• _EXERCISE AIM_
Using the records below, output the stretch that opens with the line containing "calls.fetch_add(1, Ordering::SeqCst);" and closes with the line containing "assert!(Arc::ptr_eq(&a, &b));", exactly and including both lines, with nothing more.
**** EXERCISE INPUTS ****
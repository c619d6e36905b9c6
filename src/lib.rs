/*!
 * Mask WordCloud Library
 *
 * Packs the most frequent words of a text into the silhouette of an image and
 * colors every word with the pixels of that image.
 */

pub mod cache;
pub mod color;
pub mod composite;
pub mod error;
pub mod export;
pub mod font;
mod grid;
pub mod layout;
pub mod mask;
mod spiral;
mod sprite;
pub mod tokenizer;

use std::time::Instant;

use image::RgbaImage;

pub use crate::color::{Color, ColorSampler};
pub use crate::composite::{ColorMode, CompositeOptions, OutputRaster};
pub use crate::error::Error;
pub use crate::export::ExportFormat;
pub use crate::font::Typeface;
pub use crate::layout::{Footprint, LayoutConfig, PlacedWord, Rotation};
pub use crate::mask::{ImageColors, Mask};
pub use crate::tokenizer::{RankedWord, RankedWordList, Stopwords, Tokenizer};

/// Non-fatal conditions noticed while rendering.
#[derive(Debug, Clone, PartialEq, Eq)]
pub enum Warning {
    /// No words were left after filtering; the output is the bare backdrop.
    EmptyCorpus,
    /// This many ranked words found no room in the mask.
    DroppedWords(usize),
}

// =============================================================================
// Builder
// =============================================================================

pub struct WordCloudBuilder {
    tokenizer: Tokenizer,
    stopwords: Stopwords,
    layout: LayoutConfig,
    composite: CompositeOptions,
    font_data: Option<Vec<u8>>,
    mask_size: Option<(u32, u32)>,
}

impl Default for WordCloudBuilder {
    fn default() -> Self {
        Self {
            tokenizer: Tokenizer::default(),
            stopwords: Stopwords::default(),
            layout: LayoutConfig::default(),
            composite: CompositeOptions::default(),
            font_data: None,
            mask_size: None,
        }
    }
}

impl WordCloudBuilder {
    pub fn new() -> Self {
        Self::default()
    }

    pub fn max_words(mut self, max_words: usize) -> Self {
        self.tokenizer.max_words = max_words;
        self
    }

    pub fn max_font_size(mut self, size: u32) -> Self {
        self.layout.max_font_size = size;
        self
    }

    pub fn min_font_size(mut self, size: u32) -> Self {
        self.layout.min_font_size = size;
        self
    }

    pub fn seed(mut self, seed: u64) -> Self {
        self.layout.seed = seed;
        self
    }

    /// Empty cells kept around each word.
    pub fn margin(mut self, margin: u32) -> Self {
        self.layout.margin = margin;
        self
    }

    pub fn prefer_horizontal(mut self, ratio: f32) -> Self {
        self.layout.prefer_horizontal = ratio;
        self
    }

    pub fn relative_scaling(mut self, scaling: f32) -> Self {
        self.layout.relative_scaling = scaling;
        self
    }

    pub fn shrink_factor(mut self, factor: f32) -> Self {
        self.layout.shrink_factor = factor;
        self
    }

    pub fn max_attempts(mut self, attempts: usize) -> Self {
        self.layout.max_attempts = Some(attempts);
        self
    }

    /// Drop every remaining word, without searching, once one word could not
    /// be placed even at the minimum font size.
    pub fn stop_when_full(mut self) -> Self {
        self.layout.stop_when_full = true;
        self
    }

    pub fn min_word_length(mut self, length: usize) -> Self {
        self.tokenizer.min_length = length;
        self
    }

    pub fn include_numbers(mut self, include: bool) -> Self {
        self.tokenizer.include_numbers = include;
        self
    }

    /// Replaces the stopword set.
    pub fn stopwords(mut self, stopwords: Stopwords) -> Self {
        self.stopwords = stopwords;
        self
    }

    /// Adds to the current stopword set.
    pub fn extra_stopwords<I, S>(mut self, words: I) -> Self
    where
        I: IntoIterator<Item = S>,
        S: AsRef<str>,
    {
        self.stopwords.extend(words);
        self
    }

    pub fn background(mut self, color: Color) -> Self {
        self.composite.background = color;
        self
    }

    pub fn color_mode(mut self, mode: ColorMode) -> Self {
        self.composite.color_mode = mode;
        self
    }

    /// TrueType/OpenType data; without it a system sans-serif face is used.
    pub fn font(mut self, font_data: Vec<u8>) -> Self {
        self.font_data = Some(font_data);
        self
    }

    /// Scales masks decoded by [`WordCloud::render_bytes`] to this size.
    pub fn mask_size(mut self, width: u32, height: u32) -> Self {
        self.mask_size = Some((width, height));
        self
    }

    pub fn build(self) -> Result<WordCloud, Error> {
        if !(1..=tokenizer::MAX_WORDS_LIMIT).contains(&self.tokenizer.max_words) {
            return Err(Error::Input(format!(
                "max_words must be between 1 and {}",
                tokenizer::MAX_WORDS_LIMIT
            )));
        }
        if matches!(self.mask_size, Some((0, _)) | Some((_, 0))) {
            return Err(Error::Input("mask size must be non-zero".into()));
        }
        self.layout.validate()?;

        let typeface = match self.font_data {
            Some(data) => Typeface::from_bytes(data)?,
            None => Typeface::system_default()?,
        };

        Ok(WordCloud {
            tokenizer: self.tokenizer,
            stopwords: self.stopwords,
            layout: self.layout,
            composite: self.composite,
            typeface,
            mask_size: self.mask_size,
        })
    }
}

// =============================================================================
// Word Cloud
// =============================================================================

/// A validated configuration. Rendering borrows it immutably, so one instance
/// can serve concurrent renders.
#[derive(Debug)]
pub struct WordCloud {
    tokenizer: Tokenizer,
    stopwords: Stopwords,
    layout: LayoutConfig,
    composite: CompositeOptions,
    typeface: Typeface,
    mask_size: Option<(u32, u32)>,
}

impl WordCloud {
    pub fn typeface(&self) -> &Typeface {
        &self.typeface
    }

    pub fn layout_config(&self) -> &LayoutConfig {
        &self.layout
    }

    /// Counts words, packs them into `mask_image` and recolors them from it.
    pub fn render(&self, corpus: &str, mask_image: &RgbaImage) -> Result<Rendering, Error> {
        let start = Instant::now();

        // counting and mask analysis do not depend on each other
        let (words, analyzed) = std::thread::scope(|s| {
            let counter = s.spawn(|| self.tokenizer.count(corpus, &self.stopwords));
            let analyzed = mask::analyze(mask_image);
            let words = counter
                .join()
                .unwrap_or_else(|panic| std::panic::resume_unwind(panic));
            (words, analyzed)
        });
        let (mask, colors) = analyzed?;

        let mut warnings = Vec::new();
        if words.is_empty() {
            log::warn!("no words left after filtering; rendering an empty cloud");
            warnings.push(Warning::EmptyCorpus);
        }

        let placements = layout::layout(&words, &mask, &self.typeface, &self.layout)?;
        let dropped = words.len() - placements.len();
        if dropped > 0 {
            warnings.push(Warning::DroppedWords(dropped));
        }

        let raster = composite::composite(
            mask.width(),
            mask.height(),
            &placements,
            &self.typeface,
            &colors,
            &self.composite,
        );

        log::debug!(
            "rendered {}x{} cloud with {} of {} words in {:?}",
            raster.width(),
            raster.height(),
            placements.len(),
            words.len(),
            start.elapsed()
        );

        Ok(Rendering {
            words,
            placements,
            raster,
            warnings,
            colors,
            background: self.composite.background,
            font_family: self.typeface.family_name().to_string(),
        })
    }

    /// Like [`render`](Self::render), decoding the mask from PNG, JPEG, BMP or
    /// SVG bytes first.
    pub fn render_bytes(&self, corpus: &str, mask_bytes: &[u8]) -> Result<Rendering, Error> {
        let image = mask::load_mask(mask_bytes, self.mask_size)?;
        self.render(corpus, &image)
    }
}

// =============================================================================
// Output
// =============================================================================

/// Everything one render produced.
#[derive(Debug)]
pub struct Rendering {
    pub words: RankedWordList,
    pub placements: Vec<PlacedWord>,
    pub raster: OutputRaster,
    pub warnings: Vec<Warning>,
    colors: ImageColors,
    background: Color,
    font_family: String,
}

impl Rendering {
    /// The cloud next to the source image, for comparison.
    pub fn side_by_side(&self) -> RgbaImage {
        composite::side_by_side(&self.raster, self.colors.image(), self.background)
    }

    pub fn encode(&self, format: ExportFormat) -> Result<Vec<u8>, Error> {
        export::encode(&self.raster, format)
    }

    pub fn data_uri(&self, format: ExportFormat) -> Result<String, Error> {
        export::data_uri(&self.raster, format)
    }

    pub fn to_svg(&self) -> String {
        export::to_svg(
            self.raster.width(),
            self.raster.height(),
            &self.placements,
            &self.colors,
            &self.font_family,
            self.background,
        )
    }
}

/// Renders with default settings and the system font.
pub fn generate(corpus: &str, mask_image: &RgbaImage) -> Result<Rendering, Error> {
    WordCloudBuilder::new().build()?.render(corpus, mask_image)
}
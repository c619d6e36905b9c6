use mask_wordcloud::{generate, ExportFormat};
use image::{Rgba, RgbaImage};
use std::fs;
use std::time::Instant;

const TEXT: &str = "Rust is a systems programming language focused on safety, speed and \
    concurrency. Rust achieves memory safety without garbage collection. The borrow \
    checker enforces ownership rules at compile time. Cargo builds Rust code, Cargo \
    fetches crates, and crates make Rust productive. Fearless concurrency, zero-cost \
    abstractions and a friendly community make Rust a joy.";

fn main() -> Result<(), Box<dyn std::error::Error>> {
    let start = Instant::now();

    // a dark ellipse on white: words go inside it
    let mask = RgbaImage::from_fn(600, 400, |x, y| {
        let dx = (x as f32 - 300.0) / 280.0;
        let dy = (y as f32 - 200.0) / 180.0;
        if dx * dx + dy * dy <= 1.0 {
            Rgba([40, 90, 160, 255])
        } else {
            Rgba([255, 255, 255, 255])
        }
    });

    let rendering = generate(TEXT, &mask)?;
    println!(
        "Placed {} of {} words",
        rendering.placements.len(),
        rendering.words.len()
    );

    fs::write("output_simple.png", rendering.encode(ExportFormat::Png)?)?;
    fs::write("output_simple.svg", rendering.to_svg())?;

    println!("Done! Saved to output_simple.png and output_simple.svg");
    println!("Time elapsed: {:?}", start.elapsed());

    Ok(())
}
use std::fmt;
use std::sync::Arc;

use fontdue::{Font, FontSettings};
use usvg::fontdb;

use crate::error::Error;

/// A loaded font face used both for measuring footprints and for drawing.
#[derive(Clone)]
pub struct Typeface {
    font: Arc<Font>,
    family_name: String,
}

impl fmt::Debug for Typeface {
    fn fmt(&self, f: &mut fmt::Formatter<'_>) -> fmt::Result {
        f.debug_struct("Typeface")
            .field("family_name", &self.family_name)
            .finish()
    }
}

impl Typeface {
    /// Loads a TrueType/OpenType font from memory.
    pub fn from_bytes(data: Vec<u8>) -> Result<Self, Error> {
        Self::from_collection(data, 0)
    }

    fn from_collection(data: Vec<u8>, index: u32) -> Result<Self, Error> {
        let settings = FontSettings {
            collection_index: index,
            ..FontSettings::default()
        };
        let font =
            Font::from_bytes(data.as_slice(), settings).map_err(|e| Error::Font(e.to_string()))?;
        let family_name =
            extract_font_family_name(&data).unwrap_or_else(|| "sans-serif".to_string());

        Ok(Self {
            font: Arc::new(font),
            family_name,
        })
    }

    /// Picks a bold sans-serif face from the fonts installed on this machine,
    /// falling back to any face at all.
    pub fn system_default() -> Result<Self, Error> {
        let mut db = fontdb::Database::new();
        db.load_system_fonts();

        let families = [fontdb::Family::SansSerif];
        let bold = fontdb::Query {
            families: &families,
            weight: fontdb::Weight::BOLD,
            ..fontdb::Query::default()
        };
        let regular = fontdb::Query {
            families: &families,
            ..fontdb::Query::default()
        };

        let id = db
            .query(&bold)
            .or_else(|| db.query(&regular))
            .or_else(|| db.faces().next().map(|face| face.id))
            .ok_or_else(|| Error::Font("No system fonts available".into()))?;

        let (data, index) = db
            .with_face_data(id, |data, index| (data.to_vec(), index))
            .ok_or_else(|| Error::Font("Failed to read system font data".into()))?;

        log::debug!("using system font face {id:?} (collection index {index})");
        Self::from_collection(data, index)
    }

    pub fn family_name(&self) -> &str {
        &self.family_name
    }

    pub(crate) fn font(&self) -> &Font {
        &self.font
    }
}

fn extract_font_family_name(font_data: &[u8]) -> Option<String> {
    let mut db = fontdb::Database::new();
    db.load_font_source(fontdb::Source::Binary(Arc::new(font_data.to_vec())));
    for face in db.faces() {
        if let Some((name, _)) = face.families.first() {
            return Some(name.clone());
        }
    }
    None
}

#[cfg(test)]
mod tests {
    use super::*;

    #[test]
    fn test_rejects_garbage() {
        assert!(matches!(
            Typeface::from_bytes(vec![0, 1, 2, 3]),
            Err(Error::Font(_))
        ));
    }

    #[test]
    fn test_family_name_read_from_font_data() {
        let mut db = fontdb::Database::new();
        db.load_system_fonts();
        let id = db.faces().next().unwrap().id;
        let data = db.with_face_data(id, |data, _| data.to_vec()).unwrap();
        assert!(extract_font_family_name(&data).is_some());
        assert!(extract_font_family_name(&[0, 1, 2, 3]).is_none());
    }

    #[test]
    fn test_system_default_has_family() {
        let face = Typeface::system_default().unwrap();
        assert!(!face.family_name().is_empty());
    }
}
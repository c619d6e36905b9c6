use mask_wordcloud::{Color, ColorMode, ExportFormat, WordCloudBuilder};
use image::{Rgba, RgbaImage};
use std::fs;

fn main() -> Result<(), Box<dyn std::error::Error>> {
    // horizontal rainbow bands inside a rounded square
    let mask = RgbaImage::from_fn(500, 500, |x, y| {
        let inside = x > 30 && x < 470 && y > 30 && y < 470;
        if !inside {
            return Rgba([255, 255, 255, 255]);
        }
        match y / 100 {
            0 => Rgba([230, 57, 70, 255]),
            1 => Rgba([244, 162, 97, 255]),
            2 => Rgba([42, 157, 143, 255]),
            3 => Rgba([69, 123, 157, 255]),
            _ => Rgba([123, 44, 191, 255]),
        }
    });

    let text = "custom colors seed fixed layout custom colors seed layout custom seed \
        custom sampling rainbow bands rainbow mask words words words";

    let wordcloud = WordCloudBuilder::new()
        .background(Color::rgb(0x1a, 0x1a, 0x1a))
        .color_mode(ColorMode::WordMean)
        .max_font_size(100)
        .min_font_size(10)
        .prefer_horizontal(0.7)
        .extra_stopwords(["fixed"])
        .seed(42)
        .build()?;

    let rendering = wordcloud.render(text, &mask)?;
    for warning in &rendering.warnings {
        println!("warning: {warning:?}");
    }

    fs::write("output_advanced.png", rendering.encode(ExportFormat::Png)?)?;
    fs::write("output_advanced.html", format!(
        r#"<a href="{}" download="wordcloud.png">Download Word Cloud as Image</a>"#,
        rendering.data_uri(ExportFormat::Png)?
    ))?;
    println!("Generated advanced word cloud: output_advanced.png");

    Ok(())
}
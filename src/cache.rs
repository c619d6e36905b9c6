//! Corpus cache keyed by URL.
//!
//! The fetcher itself is supplied by the caller; this module only decides
//! when to call it. Concurrent requests for one URL share a single fetch.

use std::fmt::Display;
use std::sync::{Arc, Mutex, PoisonError};

use rustc_hash::FxHashMap;

use crate::error::Error;

/// `^(?:http|ftp)s?://\S+$`, case-insensitive.
pub fn is_valid_url(url: &str) -> bool {
    let lower = url.get(..8).unwrap_or(url).to_ascii_lowercase();
    let rest = ["https://", "http://", "ftps://", "ftp://"]
        .iter()
        .find(|scheme| lower.starts_with(*scheme))
        .map(|scheme| &url[scheme.len()..]);
    match rest {
        Some(rest) => !rest.is_empty() && !rest.chars().any(char::is_whitespace),
        None => false,
    }
}

type Slot = Arc<Mutex<Option<Arc<str>>>>;

pub struct CorpusCache<F> {
    fetch: F,
    slots: Mutex<FxHashMap<String, Slot>>,
}

impl<F, E> CorpusCache<F>
where
    F: Fn(&str) -> Result<String, E>,
    E: Display,
{
    pub fn new(fetch: F) -> Self {
        Self {
            fetch,
            slots: Mutex::new(FxHashMap::default()),
        }
    }

    /// Returns the corpus for `url`, fetching it if it is not cached yet.
    ///
    /// Callers asking for the same URL while a fetch is running wait for it
    /// and get its result. A failed fetch is not cached, so the next call
    /// tries again.
    pub fn get(&self, url: &str) -> Result<Arc<str>, Error> {
        if !is_valid_url(url) {
            return Err(Error::Input(format!("Invalid URL '{url}'")));
        }

        let slot = Arc::clone(
            self.slots
                .lock()
                .unwrap_or_else(PoisonError::into_inner)
                .entry(url.to_string())
                .or_default(),
        );

        let mut corpus = slot.lock().unwrap_or_else(PoisonError::into_inner);
        if let Some(text) = corpus.as_ref() {
            return Ok(Arc::clone(text));
        }

        log::debug!("fetching corpus for {url}");
        match (self.fetch)(url) {
            Ok(text) => {
                let text: Arc<str> = text.into();
                *corpus = Some(Arc::clone(&text));
                Ok(text)
            }
            Err(e) => {
                log::warn!("fetching {url} failed: {e}");
                self.evict(url, &slot);
                Err(Error::Fetch {
                    url: url.to_string(),
                    reason: e.to_string(),
                })
            }
        }
    }

    /// Drops the map entry for `url` if it still points at `slot`; an
    /// invalidation may already have replaced it.
    fn evict(&self, url: &str, slot: &Slot) {
        let mut slots = self.slots.lock().unwrap_or_else(PoisonError::into_inner);
        if slots.get(url).is_some_and(|current| Arc::ptr_eq(current, slot)) {
            slots.remove(url);
        }
    }

    pub fn contains(&self, url: &str) -> bool {
        let slot = self
            .slots
            .lock()
            .unwrap_or_else(PoisonError::into_inner)
            .get(url)
            .cloned();
        match slot {
            Some(slot) => {
                let cached = slot.lock().unwrap_or_else(PoisonError::into_inner).is_some();
                cached
            }
            None => false,
        }
    }

    /// Forgets the cached corpus for `url`. A fetch already in flight still
    /// completes for the callers waiting on it.
    pub fn invalidate(&self, url: &str) {
        self.slots
            .lock()
            .unwrap_or_else(PoisonError::into_inner)
            .remove(url);
    }

    pub fn clear(&self) {
        self.slots
            .lock()
            .unwrap_or_else(PoisonError::into_inner)
            .clear();
    }
}

#[cfg(test)]
mod tests {
    use super::*;
    use std::sync::atomic::{AtomicUsize, Ordering};

    #[test]
    fn test_url_validation() {
        assert!(is_valid_url("https://example.com/page"));
        assert!(is_valid_url("HTTP://EXAMPLE.COM"));
        assert!(is_valid_url("ftp://files.example.com/a.txt"));
        assert!(is_valid_url("ftps://x"));
        assert!(!is_valid_url("https://"));
        assert!(!is_valid_url("https://exa mple.com"));
        assert!(!is_valid_url("file:///etc/passwd"));
        assert!(!is_valid_url("example.com"));
        assert!(!is_valid_url(""));
    }

    #[test]
    fn test_fetches_once_until_invalidated() {
        let calls = AtomicUsize::new(0);
        let cache = CorpusCache::new(|url: &str| {
            calls.fetch_add(1, Ordering::SeqCst);
            Ok::<_, String>(format!("text of {url}"))
        });

        let a = cache.get("https://a.test").unwrap();
        let b = cache.get("https://a.test").unwrap();
        assert_eq!(&*a, "text of https://a.test");
        assert!(Arc::ptr_eq(&a, &b));
        assert_eq!(calls.load(Ordering::SeqCst), 1);
        assert!(cache.contains("https://a.test"));

        cache.invalidate("https://a.test");
        assert!(!cache.contains("https://a.test"));
        cache.get("https://a.test").unwrap();
        assert_eq!(calls.load(Ordering::SeqCst), 2);

        cache.get("https://b.test").unwrap();
        cache.clear();
        assert!(!cache.contains("https://b.test"));
    }

    #[test]
    fn test_failures_are_not_cached() {
        let calls = AtomicUsize::new(0);
        let cache = CorpusCache::new(|_: &str| {
            if calls.fetch_add(1, Ordering::SeqCst) == 0 {
                Err("503 Service Unavailable")
            } else {
                Ok("recovered".to_string())
            }
        });

        let err = cache.get("https://flaky.test").unwrap_err();
        assert!(matches!(err, Error::Fetch { ref reason, .. } if reason.contains("503")));
        assert!(!cache.contains("https://flaky.test"));
        assert!(cache.slots.lock().unwrap().is_empty());
        assert_eq!(&*cache.get("https://flaky.test").unwrap(), "recovered");
    }

    #[test]
    fn test_failed_urls_leave_no_entries() {
        let cache = CorpusCache::new(|url: &str| Err::<String, _>(format!("404 for {url}")));
        for i in 0..50 {
            assert!(cache.get(&format!("https://gone.test/{i}")).is_err());
        }
        assert!(cache.slots.lock().unwrap().is_empty());
    }

    #[test]
    fn test_invalid_url_is_rejected_without_fetching() {
        let cache = CorpusCache::new(|_: &str| -> Result<String, String> {
            panic!("must not fetch")
        });
        assert!(matches!(cache.get("not a url"), Err(Error::Input(_))));
    }
}
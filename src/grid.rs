//! Bit-packed boolean grids.
//!
//! Rows are stored as runs of `u32` words, most significant bit first, so a
//! sprite can be tested against the canvas 32 cells at a time.

#[derive(Debug, Clone, PartialEq, Eq, Hash)]
pub(crate) struct BitGrid {
    width: u32,
    height: u32,
    stride: usize, // u32 words per row
    data: Vec<u32>,
}

impl BitGrid {
    pub(crate) fn new(width: u32, height: u32) -> Self {
        let stride = ((width + 31) >> 5) as usize;
        Self {
            width,
            height,
            stride,
            data: vec![0; stride * height as usize],
        }
    }

    /// A grid for a whole canvas: the unused bits at the end of each row are
    /// set so nothing can be placed past the right edge.
    pub(crate) fn canvas(width: u32, height: u32) -> Self {
        let mut grid = Self::new(width, height);
        let tail = width & 31;
        if tail != 0 {
            let pad = u32::MAX >> tail;
            for row in 0..height as usize {
                grid.data[row * grid.stride + grid.stride - 1] |= pad;
            }
        }
        grid
    }

    pub(crate) fn width(&self) -> u32 {
        self.width
    }

    pub(crate) fn height(&self) -> u32 {
        self.height
    }

    pub(crate) fn set(&mut self, x: i32, y: i32) {
        if x >= 0 && y >= 0 && x < self.width as i32 && y < self.height as i32 {
            let row_idx = y as usize * self.stride;
            let col_idx = (x as usize) >> 5;
            let bit_idx = 31 - (x & 31);
            self.data[row_idx + col_idx] |= 1 << bit_idx;
        }
    }

    pub(crate) fn get(&self, x: u32, y: u32) -> bool {
        if x >= self.width || y >= self.height {
            return false;
        }
        let word = self.data[y as usize * self.stride + (x as usize >> 5)];
        word & (1 << (31 - (x & 31))) != 0
    }

    /// Set cells in row-major order.
    pub(crate) fn ones(&self) -> impl Iterator<Item = (u32, u32)> + '_ {
        (0..self.height).flat_map(move |y| {
            (0..self.width).filter_map(move |x| self.get(x, y).then_some((x, y)))
        })
    }

    pub(crate) fn count_ones(&self) -> usize {
        self.ones().count()
    }

    fn row(&self, y: u32) -> &[u32] {
        let start = y as usize * self.stride;
        &self.data[start..start + self.stride]
    }

    /// True if any set cell of `sprite`, placed with its top-left corner at
    /// `(x, y)`, hits a set cell here or falls off the grid.
    pub(crate) fn collides(&self, sprite: &BitGrid, x: i32, y: i32) -> bool {
        let shift = (x & 31) as u32;
        let first_col = (x >> 5) as isize;

        (0..sprite.height).any(|sy| {
            let row = sprite.row(sy);
            let gy = y + sy as i32;
            if gy < 0 || gy >= self.height as i32 {
                return row.iter().any(|&word| word != 0);
            }
            let base = gy as usize * self.stride;
            shifted_row(row, shift).any(|(i, bits)| {
                if bits == 0 {
                    return false;
                }
                let col = first_col + i as isize;
                col < 0 || col >= self.stride as isize || self.data[base + col as usize] & bits != 0
            })
        })
    }

    /// Sets every cell covered by `sprite` at `(x, y)`. Cells falling off the
    /// grid are ignored.
    pub(crate) fn stamp(&mut self, sprite: &BitGrid, x: i32, y: i32) {
        let shift = (x & 31) as u32;
        let first_col = (x >> 5) as isize;

        for sy in 0..sprite.height {
            let gy = y + sy as i32;
            if gy < 0 || gy >= self.height as i32 {
                continue;
            }
            let base = gy as usize * self.stride;
            for (i, bits) in shifted_row(sprite.row(sy), shift) {
                let col = first_col + i as isize;
                if bits != 0 && (0..self.stride as isize).contains(&col) {
                    self.data[base + col as usize] |= bits;
                }
            }
        }
    }
}

/// One packed row moved right by `shift` bits, as `(word offset, bits)`
/// pairs. There is one more word than in `row` to hold what spills off its
/// end.
fn shifted_row(row: &[u32], shift: u32) -> impl Iterator<Item = (usize, u32)> + '_ {
    let mut carry = 0u32;
    row.iter()
        .copied()
        .chain(std::iter::once(0))
        .enumerate()
        .map(move |(i, word)| {
            // a full-width shift overflows, and there is nothing to carry anyway
            let bits = if shift == 0 {
                word
            } else {
                (carry << (32 - shift)) | (word >> shift)
            };
            carry = word;
            (i, bits)
        })
}

#[cfg(test)]
mod tests {
    use super::*;

    fn block(w: u32, h: u32) -> BitGrid {
        let mut sprite = BitGrid::new(w, h);
        for y in 0..h {
            for x in 0..w {
                sprite.set(x as i32, y as i32);
            }
        }
        sprite
    }

    #[test]
    fn test_set_and_get() {
        let mut grid = BitGrid::new(70, 3);
        grid.set(0, 0);
        grid.set(33, 1);
        grid.set(69, 2);
        grid.set(70, 2); // out of range, ignored
        assert!(grid.get(0, 0));
        assert!(grid.get(33, 1));
        assert!(grid.get(69, 2));
        assert!(!grid.get(1, 0));
        assert_eq!(grid.count_ones(), 3);
    }

    #[test]
    fn test_shifted_row_carries_into_next_word() {
        let row = [0x8000_0001, 0xF000_0000];
        let shifted: Vec<_> = shifted_row(&row, 4).collect();
        assert_eq!(shifted, vec![(0, 0x0800_0000), (1, 0x1F00_0000), (2, 0)]);

        let unshifted: Vec<_> = shifted_row(&row, 0).collect();
        assert_eq!(unshifted, vec![(0, 0x8000_0001), (1, 0xF000_0000), (2, 0)]);
    }

    #[test]
    fn test_collision_across_word_boundary() {
        let mut grid = BitGrid::canvas(100, 20);
        let sprite = block(5, 5);

        assert!(!grid.collides(&sprite, 30, 2));
        grid.stamp(&sprite, 30, 2);

        // cells 30..35 are now taken, straddling the first word boundary
        assert!(grid.get(31, 2) && grid.get(34, 6));
        assert!(grid.collides(&sprite, 33, 4));
        assert!(grid.collides(&sprite, 26, 2));
        assert!(!grid.collides(&sprite, 35, 2));
        assert!(!grid.collides(&sprite, 25, 2));
        assert!(!grid.collides(&sprite, 30, 7));
    }

    #[test]
    fn test_off_canvas_collides() {
        let grid = BitGrid::canvas(40, 40);
        let sprite = block(4, 4);
        assert!(grid.collides(&sprite, -1, 0));
        assert!(grid.collides(&sprite, 0, -1));
        assert!(grid.collides(&sprite, 37, 0));
        assert!(grid.collides(&sprite, 0, 37));
        assert!(!grid.collides(&sprite, 36, 36));
    }

    #[test]
    fn test_empty_sprite_rows_off_canvas_are_ignored() {
        let grid = BitGrid::canvas(10, 10);
        let mut sprite = BitGrid::new(3, 3);
        sprite.set(1, 2);
        // only the bottom row has ink; the top two hang above the canvas
        assert!(!grid.collides(&sprite, 0, -2));
    }
}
****
• _TASK RESPONSE_
            calls.fetch_add(1, Ordering::SeqCst);
            Ok::<_, String>(format!("text of {url}"))
        });

        let a = cache.get("https://a.test").unwrap();
        let b = cache.get("https://a.test").unwrap();
        assert_eq!(&*a, "text of https://a.test");
        assert!(Arc::ptr_eq(&a, &b));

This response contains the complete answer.